How about a Christmas truce in Montana’s partisan political war?
It’s all too obvious that “peace on Earth, goodwill toward men” is getting real hard to find these days.
Red-hot shooting wars are going on all over the globe and the concerns about those conflicts expanding, not shrinking, are very real. Yet, when it comes to “leading by example” there’s not much to be said for our politicians and the open partisan warfare that has consumed both political parties for far too long.
Jeff Welsch, the executive editor for the Lee newspapers in Montana, recently wrote in an editorial that we now live “in a haze of political toxicity.”
As Welsch also pointed out: “Of course, whether Republican or Democrat, it’s easier and perhaps required to run with national-party talking points than to speak from the heart with pertinent ideas for making a great state we all cherish even greater.”
Bingo, Mr. Welsch, and much thanks for hitting that salient nail on the head. When the political parties spend all their time, energy and money viciously fighting each other, that doesn’t really leave many resources for actual leadership and action on our most pressing issues, now does it?

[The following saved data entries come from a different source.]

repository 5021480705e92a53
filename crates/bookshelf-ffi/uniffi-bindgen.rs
fn main() {
    uniffi::uniffi_bindgen_main()
}
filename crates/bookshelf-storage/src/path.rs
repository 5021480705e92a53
use std::fmt;
use std::path::{Path, PathBuf};
use url::Url;

/// Prefix that marks a platform content handle rather than a filesystem path.
pub const CONTENT_SCHEME_PREFIX: &str = "content://";

/// A usable backup/restore location as remembered in preferences.
#[derive(Debug, Clone, PartialEq, Eq)]
pub enum StoredPath {
    /// Document-tree handle granted through the system picker
    Content(Url),
    /// Plain absolute filesystem path (legacy storage)
    Filesystem(PathBuf),
}

impl StoredPath {
    /// Parse a stored preference value.
    ///
    /// Returns `None` for anything that cannot be used as a location: empty
    /// or blank text, a `content://` value that does not parse or has no
    /// authority, and relative filesystem paths.
    pub fn parse(raw: &str) -> Option<Self> {
        let raw = raw.trim();
        if raw.is_empty() {
            return None;
        }

        if raw.starts_with(CONTENT_SCHEME_PREFIX) {
            let url = Url::parse(raw).ok()?;
            if url.host_str().is_none_or(str::is_empty) {
                return None;
            }
            return Some(Self::Content(url));
        }

        let path = Path::new(raw);
        path.is_absolute().then(|| Self::Filesystem(path.to_path_buf()))
    }

    pub fn is_content(&self) -> bool {
        matches!(self, Self::Content(_))
    }

    /// The string form written back to preferences.
    pub fn to_pref_string(&self) -> String {
        match self {
            Self::Content(url) => url.as_str().to_string(),
            Self::Filesystem(path) => path.to_string_lossy().into_owned(),
        }
    }
}

impl fmt::Display for StoredPath {
    fn fmt(&self, f: &mut fmt::Formatter<'_>) -> fmt::Result {
        match self {
            Self::Content(url) => write!(f, "{url}"),
            Self::Filesystem(path) => write!(f, "{}", path.display()),
        }
    }
}

#[cfg(test)]
mod tests {
    use super::*;
    use rstest::rstest;

    #[rstest]
    #[case("")]
    #[case("   ")]
    #[case("content://")]
    #[case("content:///no-authority")]
    #[case("relative/folder")]
    #[case("BookShelf")]
    fn test_unusable_values_are_rejected(#[case] raw: &str) {
        assert_eq!(StoredPath::parse(raw), None);
    }

    #[test]
    fn test_content_uri_keeps_exact_text() {
        let raw = "content://com.android.externalstorage.documents/tree/primary%3ABookShelf";

        let parsed = StoredPath::parse(raw).unwrap();

        assert!(parsed.is_content());
        assert_eq!(parsed.to_pref_string(), raw);
    }

    #[test]
    fn test_short_content_uri() {
        let parsed = StoredPath::parse("content://x/y").unwrap();

        assert_eq!(parsed.to_pref_string(), "content://x/y");
    }

    #[test]
    fn test_absolute_path_is_filesystem() {
        let parsed = StoredPath::parse("/storage/emulated/0/BookShelf").unwrap();

        assert_eq!(
            parsed,
            StoredPath::Filesystem(PathBuf::from("/storage/emulated/0/BookShelf"))
        );
        assert!(!parsed.is_content());
    }

    #[test]
    fn test_surrounding_whitespace_is_ignored() {
        let parsed = StoredPath::parse("  /sdcard/BookShelf \n").unwrap();

        assert_eq!(parsed.to_string(), "/sdcard/BookShelf");
    }

    #[test]
    fn test_other_schemes_are_not_content() {
        // Only the content scheme is a platform handle; a file URL is not an absolute path either
        assert_eq!(StoredPath::parse("file:///sdcard/BookShelf"), None);
    }
}
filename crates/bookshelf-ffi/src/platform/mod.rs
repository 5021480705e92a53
//! Device facts the host does not hand us directly.

#[cfg(target_os = "android")]
mod android;

/// `Build.VERSION.SDK_INT` of the running device, if it can be read
#[cfg(target_os = "android")]
pub fn sdk_version() -> Option<u32> {
    android::sdk_version()
}

#[cfg(not(target_os = "android"))]
pub fn sdk_version() -> Option<u32> {
    None
}
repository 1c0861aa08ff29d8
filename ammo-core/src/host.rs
//! Contracts the host platform implements for the tracker.
//!
//! The host owns actors, items, flag storage, and chat. Every call is an
//! independent unit that either succeeds or fails on its own; there are no
//! multi-item transactions.

use crate::chat::ChatMessage;
use crate::flags::FlagKey;
use crate::inventory::{Actor, ActorId, InventoryItem, ItemId, User};
use async_trait::async_trait;
use thiserror::Error;

/// Errors surfaced by host implementations.
#[derive(Debug, Error)]
pub enum HostError {
    #[error("Actor not found: {0}")]
    ActorNotFound(ActorId),

    #[error("Item not found: {0}")]
    ItemNotFound(ItemId),

    #[error("Persistence failed for item {item}: {reason}")]
    Persistence { item: ItemId, reason: String },

    #[error("Notification failed: {0}")]
    Notification(String),
}

pub type HostResult<T> = Result<T, HostError>;

/// Resolves actors and the users connected to the session.
#[async_trait]
pub trait ActorDirectory: Send + Sync {
    /// Look up an actor. `None` if it no longer exists.
    async fn actor(&self, id: ActorId) -> HostResult<Option<Actor>>;

    /// Users currently connected to the session.
    async fn users(&self) -> HostResult<Vec<User>>;
}

/// Item enumeration, per-item flag storage, and quantity updates.
#[async_trait]
pub trait ItemStore: Send + Sync {
    /// Current inventory of an actor.
    ///
    /// Fails with [`HostError::ActorNotFound`] if the actor cannot be resolved.
    async fn items(&self, actor: ActorId) -> HostResult<Vec<InventoryItem>>;

    /// Raw stored flag value, `None` if never written.
    async fn get_flag(&self, item: ItemId, key: FlagKey) -> HostResult<Option<u32>>;

    async fn set_flag(&self, item: ItemId, key: FlagKey, value: u32) -> HostResult<()>;

    async fn update_quantity(&self, item: ItemId, quantity: u32) -> HostResult<()>;

    /// Flag value with the key's default-value policy applied.
    async fn read_flag(&self, item: ItemId, key: FlagKey) -> HostResult<Option<u32>> {
        Ok(key.resolve(self.get_flag(item, key).await?))
    }

    /// The actor's items that count as ammunition.
    async fn ammo_items(&self, actor: ActorId) -> HostResult<Vec<InventoryItem>> {
        Ok(self
            .items(actor)
            .await?
            .into_iter()
            .filter(InventoryItem::is_ammo)
            .collect())
    }
}

/// Delivers chat messages.
#[async_trait]
pub trait Notifier: Send + Sync {
    async fn notify(&self, message: ChatMessage) -> HostResult<()>;
}

/// Everything the tracker needs from the host.
pub trait Host: ActorDirectory + ItemStore + Notifier {}

impl<T: ActorDirectory + ItemStore + Notifier + ?Sized> Host for T {}
//! Fan-out of combat events across every tracked actor.

use super::actor::{ActorAmmoTracker, EndCombatReport, RecoveryReport, SnapshotReport};
use super::TrackerError;
use crate::config::{Fanout, TrackerConfig};
use crate::host::Host;
use crate::inventory::{ActorId, User};
use crate::record::SpentAmmo;
use futures::future::join_all;
use std::future::Future;
use std::sync::Arc;
use tokio::sync::Mutex;
use tracing::{info, warn};

/// Result of one actor's share of a fan-out.
#[derive(Debug)]
pub struct ActorOutcome<T> {
    pub actor: ActorId,
    pub result: Result<T, TrackerError>,
}

impl<T> ActorOutcome<T> {
    pub fn is_ok(&self) -> bool {
        self.result.is_ok()
    }
}

/// Actors to track for a set of connected users.
///
/// Only players count; game masters and users without an assigned
/// character contribute nothing. A character shared by several users is
/// tracked once, at its first position.
pub fn tracked_actors(users: &[User]) -> Vec<ActorId> {
    let mut actors = Vec::new();
    for actor in users.iter().filter(|u| !u.is_gm).filter_map(|u| u.character) {
        if !actors.contains(&actor) {
            actors.push(actor);
        }
    }
    actors
}

struct TrackedActor {
    actor: ActorId,
    tracker: Mutex<ActorAmmoTracker>,
}

/// Ammo trackers for every actor in the game.
///
/// The set of actors is fixed at construction. Each actor's tracker sits
/// behind its own lock, so operations on one actor run in order while
/// different actors proceed independently.
pub struct GameAmmoTracker {
    trackers: Vec<TrackedActor>,
    config: Arc<TrackerConfig>,
}

impl GameAmmoTracker {
    /// Track an explicit, ordered set of actors.
    pub fn new(
        host: Arc<dyn Host>,
        actors: impl IntoIterator<Item = ActorId>,
        config: TrackerConfig,
    ) -> Self {
        let config = Arc::new(config);
        let trackers = actors
            .into_iter()
            .map(|actor| TrackedActor {
                actor,
                tracker: Mutex::new(ActorAmmoTracker::new(actor, host.clone(), config.clone())),
            })
            .collect();

        Self { trackers, config }
    }

    /// Track the characters assigned to the session's players.
    pub async fn from_players(
        host: Arc<dyn Host>,
        config: TrackerConfig,
    ) -> Result<Self, TrackerError> {
        let users = host.users().await?;
        let actors = tracked_actors(&users);
        info!(actors = actors.len(), "Tracking ammo for player characters");
        Ok(Self::new(host, actors, config))
    }

    pub fn config(&self) -> &TrackerConfig {
        &self.config
    }

    /// Tracked actors, in tracking order.
    pub fn actors(&self) -> Vec<ActorId> {
        self.trackers.iter().map(|t| t.actor).collect()
    }

    pub fn is_tracking(&self, actor: ActorId) -> bool {
        self.trackers.iter().any(|t| t.actor == actor)
    }

    /// Lock a single actor's tracker.
    pub fn tracker(&self, actor: ActorId) -> Option<&Mutex<ActorAmmoTracker>> {
        self.trackers
            .iter()
            .find(|t| t.actor == actor)
            .map(|t| &t.tracker)
    }

    /// Snapshot every actor's ammo.
    pub async fn start_combat(&self) -> Vec<ActorOutcome<SnapshotReport>> {
        info!(actors = self.trackers.len(), "Ammo tracker starting combat");
        let tasks = self.trackers.iter().map(|entry| async move {
            let result = entry.tracker.lock().await.start_combat().await;
            ActorOutcome {
                actor: entry.actor,
                result,
            }
        });
        self.run("start_combat", tasks).await
    }

    /// Tally every actor's ammo and send the summaries.
    pub async fn end_combat(&self) -> Vec<ActorOutcome<EndCombatReport>> {
        info!(actors = self.trackers.len(), "Ammo tracker ending combat");
        let tasks = self.trackers.iter().map(|entry| async move {
            let result = entry.tracker.lock().await.end_combat().await;
            ActorOutcome {
                actor: entry.actor,
                result,
            }
        });
        self.run("end_combat", tasks).await
    }

    /// Rebuild every actor's records from persisted flags.
    pub async fn restore(&self) -> Vec<ActorOutcome<usize>> {
        let tasks = self.trackers.iter().map(|entry| async move {
            let result = entry.tracker.lock().await.restore().await;
            ActorOutcome {
                actor: entry.actor,
                result,
            }
        });
        self.run("restore", tasks).await
    }

    /// Recover spent ammo for one actor.
    pub async fn recover_ammo(&self, actor: ActorId) -> Result<RecoveryReport, TrackerError> {
        let tracker = self
            .tracker(actor)
            .ok_or(TrackerError::UnknownActor(actor))?;
        tracker.lock().await.recover_ammo().await
    }

    /// Current spent view for one actor.
    pub async fn spent_ammo(&self, actor: ActorId) -> Result<Vec<SpentAmmo>, TrackerError> {
        let tracker = self
            .tracker(actor)
            .ok_or(TrackerError::UnknownActor(actor))?;
        Ok(tracker.lock().await.spent_ammo())
    }

    async fn run<T, F>(
        &self,
        operation: &'static str,
        tasks: impl IntoIterator<Item = F>,
    ) -> Vec<ActorOutcome<T>>
    where
        F: Future<Output = ActorOutcome<T>>,
    {
        let outcomes = match self.config.fanout {
            Fanout::Concurrent => join_all(tasks).await,
            Fanout::Sequential => {
                let mut outcomes = Vec::new();
                for task in tasks {
                    outcomes.push(task.await);
                }
                outcomes
            }
        };

        for outcome in &outcomes {
            if let Err(error) = &outcome.result {
                warn!(
                    actor = %outcome.actor,
                    error = %error,
                    operation,
                    "Skipping actor"
                );
            }
        }

        outcomes
    }
}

Likewise, it’s a twisted fantasy that Montana’s nearly extinct Democrats have somehow managed to corral and control the state’s media and press when they can’t even get their candidates elected to office.
And finally, Rogers came to the conclusion more than 80 years ago that were things to change as the political pendulum swings: “A flock of Democrats will replace a mess of Republicans. It won’t mean a thing. They will go in like all the rest of ’em. Go in on promises and come out on alibis.”
Peace in the world is a laudable goal — and a temporary truce between Montana’s political partisans that leaves the national nastiness aside for a couple weeks would be a very welcome start.